What to produce: In exact form, please repeat the records from their opening line down to the line with "std::collections::HashMap<DedupKey, (i64, String)>;", including that line.

Material provided:
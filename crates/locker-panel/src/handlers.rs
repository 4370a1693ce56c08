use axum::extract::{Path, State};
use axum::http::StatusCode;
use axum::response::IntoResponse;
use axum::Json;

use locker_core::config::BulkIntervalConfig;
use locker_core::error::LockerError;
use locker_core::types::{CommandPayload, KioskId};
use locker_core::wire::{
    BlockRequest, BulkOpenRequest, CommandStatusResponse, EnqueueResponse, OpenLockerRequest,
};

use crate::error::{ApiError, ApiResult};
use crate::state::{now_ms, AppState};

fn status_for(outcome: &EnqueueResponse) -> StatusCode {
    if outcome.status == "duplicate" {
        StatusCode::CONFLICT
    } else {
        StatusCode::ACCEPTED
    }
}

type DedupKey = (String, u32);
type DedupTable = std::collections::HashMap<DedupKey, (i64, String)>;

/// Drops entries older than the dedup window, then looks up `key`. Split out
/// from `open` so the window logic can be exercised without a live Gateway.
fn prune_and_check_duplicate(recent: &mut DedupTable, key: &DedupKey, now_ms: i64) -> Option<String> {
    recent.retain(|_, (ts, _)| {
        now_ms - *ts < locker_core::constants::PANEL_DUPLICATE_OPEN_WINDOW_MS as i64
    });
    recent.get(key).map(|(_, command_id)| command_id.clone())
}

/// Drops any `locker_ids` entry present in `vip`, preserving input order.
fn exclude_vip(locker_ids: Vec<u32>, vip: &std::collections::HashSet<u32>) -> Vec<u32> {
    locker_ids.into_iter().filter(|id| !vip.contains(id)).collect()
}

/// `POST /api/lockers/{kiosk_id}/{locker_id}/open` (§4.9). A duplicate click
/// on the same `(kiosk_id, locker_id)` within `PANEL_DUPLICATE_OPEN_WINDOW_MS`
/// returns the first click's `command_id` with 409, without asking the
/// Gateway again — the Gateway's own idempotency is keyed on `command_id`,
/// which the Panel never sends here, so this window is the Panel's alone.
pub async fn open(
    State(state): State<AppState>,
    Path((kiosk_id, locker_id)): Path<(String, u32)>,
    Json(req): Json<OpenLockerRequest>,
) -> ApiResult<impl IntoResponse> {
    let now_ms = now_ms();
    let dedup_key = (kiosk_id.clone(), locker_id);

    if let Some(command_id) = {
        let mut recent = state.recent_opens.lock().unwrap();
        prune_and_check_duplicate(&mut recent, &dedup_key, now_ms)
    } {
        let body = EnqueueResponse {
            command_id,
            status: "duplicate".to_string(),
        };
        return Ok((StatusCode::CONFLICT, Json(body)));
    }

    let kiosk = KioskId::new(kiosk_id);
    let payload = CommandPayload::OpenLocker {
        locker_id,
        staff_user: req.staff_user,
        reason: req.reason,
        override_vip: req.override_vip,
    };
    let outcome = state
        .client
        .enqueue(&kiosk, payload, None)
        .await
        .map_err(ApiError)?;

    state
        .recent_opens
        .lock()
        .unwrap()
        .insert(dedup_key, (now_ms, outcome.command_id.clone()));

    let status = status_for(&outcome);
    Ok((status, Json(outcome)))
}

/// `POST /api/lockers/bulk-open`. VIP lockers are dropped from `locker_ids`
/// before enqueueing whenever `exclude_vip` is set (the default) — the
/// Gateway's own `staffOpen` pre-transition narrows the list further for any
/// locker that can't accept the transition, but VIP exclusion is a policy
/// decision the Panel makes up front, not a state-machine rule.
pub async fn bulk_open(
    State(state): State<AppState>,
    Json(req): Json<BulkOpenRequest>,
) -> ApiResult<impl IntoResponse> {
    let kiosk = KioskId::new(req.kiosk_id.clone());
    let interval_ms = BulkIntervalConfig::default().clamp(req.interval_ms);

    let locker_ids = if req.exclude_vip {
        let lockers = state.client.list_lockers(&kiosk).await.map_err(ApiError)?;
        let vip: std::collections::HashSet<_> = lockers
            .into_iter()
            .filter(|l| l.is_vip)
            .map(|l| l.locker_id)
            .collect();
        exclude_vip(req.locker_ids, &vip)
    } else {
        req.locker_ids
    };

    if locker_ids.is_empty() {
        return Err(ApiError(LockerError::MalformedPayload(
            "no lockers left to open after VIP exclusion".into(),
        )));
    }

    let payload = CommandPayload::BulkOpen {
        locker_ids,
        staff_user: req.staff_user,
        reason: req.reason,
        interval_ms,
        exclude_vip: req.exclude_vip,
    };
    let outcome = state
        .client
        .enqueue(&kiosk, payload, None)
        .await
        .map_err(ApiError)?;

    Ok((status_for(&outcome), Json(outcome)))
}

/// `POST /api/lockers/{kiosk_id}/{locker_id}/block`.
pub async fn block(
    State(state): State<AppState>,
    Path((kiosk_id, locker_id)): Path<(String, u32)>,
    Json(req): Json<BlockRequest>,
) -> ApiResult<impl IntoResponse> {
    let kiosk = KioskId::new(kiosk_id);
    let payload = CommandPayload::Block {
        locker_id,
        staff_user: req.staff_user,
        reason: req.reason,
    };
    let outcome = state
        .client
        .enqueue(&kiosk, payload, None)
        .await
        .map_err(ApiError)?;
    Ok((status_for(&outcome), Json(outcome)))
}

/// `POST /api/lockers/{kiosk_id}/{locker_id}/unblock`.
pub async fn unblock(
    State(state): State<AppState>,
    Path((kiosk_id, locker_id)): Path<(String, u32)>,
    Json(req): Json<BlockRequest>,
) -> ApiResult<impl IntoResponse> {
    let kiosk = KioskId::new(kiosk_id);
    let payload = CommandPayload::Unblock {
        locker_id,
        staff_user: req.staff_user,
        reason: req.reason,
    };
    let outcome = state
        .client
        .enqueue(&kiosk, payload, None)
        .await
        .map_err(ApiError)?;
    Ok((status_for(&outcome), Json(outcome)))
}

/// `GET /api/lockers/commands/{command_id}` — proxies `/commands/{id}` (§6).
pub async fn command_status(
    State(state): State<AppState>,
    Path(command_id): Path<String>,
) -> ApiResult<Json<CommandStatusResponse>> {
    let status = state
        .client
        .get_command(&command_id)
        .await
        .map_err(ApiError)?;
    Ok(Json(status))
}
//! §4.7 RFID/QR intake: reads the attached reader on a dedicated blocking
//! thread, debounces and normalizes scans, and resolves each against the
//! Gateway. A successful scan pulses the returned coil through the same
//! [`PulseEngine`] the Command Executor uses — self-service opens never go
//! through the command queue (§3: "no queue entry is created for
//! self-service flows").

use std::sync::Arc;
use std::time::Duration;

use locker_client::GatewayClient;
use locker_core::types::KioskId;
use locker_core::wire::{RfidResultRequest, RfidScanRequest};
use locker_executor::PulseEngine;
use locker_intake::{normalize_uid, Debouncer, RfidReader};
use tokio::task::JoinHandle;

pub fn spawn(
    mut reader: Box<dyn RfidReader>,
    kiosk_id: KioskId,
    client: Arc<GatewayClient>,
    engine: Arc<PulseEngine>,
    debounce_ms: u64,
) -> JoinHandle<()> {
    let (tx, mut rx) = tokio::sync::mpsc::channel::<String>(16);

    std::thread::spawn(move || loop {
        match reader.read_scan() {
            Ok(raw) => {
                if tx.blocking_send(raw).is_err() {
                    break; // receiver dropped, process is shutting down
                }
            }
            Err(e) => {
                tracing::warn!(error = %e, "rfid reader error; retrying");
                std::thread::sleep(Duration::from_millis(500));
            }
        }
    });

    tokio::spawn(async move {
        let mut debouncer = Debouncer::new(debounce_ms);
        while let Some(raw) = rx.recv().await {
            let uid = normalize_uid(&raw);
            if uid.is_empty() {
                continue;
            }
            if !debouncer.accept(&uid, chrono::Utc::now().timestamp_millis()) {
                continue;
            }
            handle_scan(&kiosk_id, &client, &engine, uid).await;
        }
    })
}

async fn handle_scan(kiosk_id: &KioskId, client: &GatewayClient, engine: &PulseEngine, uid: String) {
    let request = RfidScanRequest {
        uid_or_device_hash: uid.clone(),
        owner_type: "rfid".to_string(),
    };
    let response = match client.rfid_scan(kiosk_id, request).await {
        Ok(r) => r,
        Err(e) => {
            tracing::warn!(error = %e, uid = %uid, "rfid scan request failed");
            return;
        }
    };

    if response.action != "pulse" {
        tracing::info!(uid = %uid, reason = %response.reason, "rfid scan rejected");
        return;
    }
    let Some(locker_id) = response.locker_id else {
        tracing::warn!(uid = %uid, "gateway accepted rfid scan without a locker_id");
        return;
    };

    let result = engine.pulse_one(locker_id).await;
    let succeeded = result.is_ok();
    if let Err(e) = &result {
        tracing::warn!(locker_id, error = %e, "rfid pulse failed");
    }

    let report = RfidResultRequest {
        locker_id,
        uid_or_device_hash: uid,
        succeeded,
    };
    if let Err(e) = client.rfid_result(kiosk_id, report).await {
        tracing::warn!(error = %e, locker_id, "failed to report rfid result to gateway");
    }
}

Your solution:
filename crates/locker-panel/src/handlers.rs
repository 4370a1693ce56c08
use axum::extract::{Path, State};
use axum::http::StatusCode;
use axum::response::IntoResponse;
use axum::Json;

use locker_core::config::BulkIntervalConfig;
use locker_core::error::LockerError;
use locker_core::types::{CommandPayload, KioskId};
use locker_core::wire::{
    BlockRequest, BulkOpenRequest, CommandStatusResponse, EnqueueResponse, OpenLockerRequest,
};

use crate::error::{ApiError, ApiResult};
use crate::state::{now_ms, AppState};

fn status_for(outcome: &EnqueueResponse) -> StatusCode {
    if outcome.status == "duplicate" {
        StatusCode::CONFLICT
    } else {
        StatusCode::ACCEPTED
    }
}

type DedupKey = (String, u32);
type DedupTable = std::collections::HashMap<DedupKey, (i64, String)>;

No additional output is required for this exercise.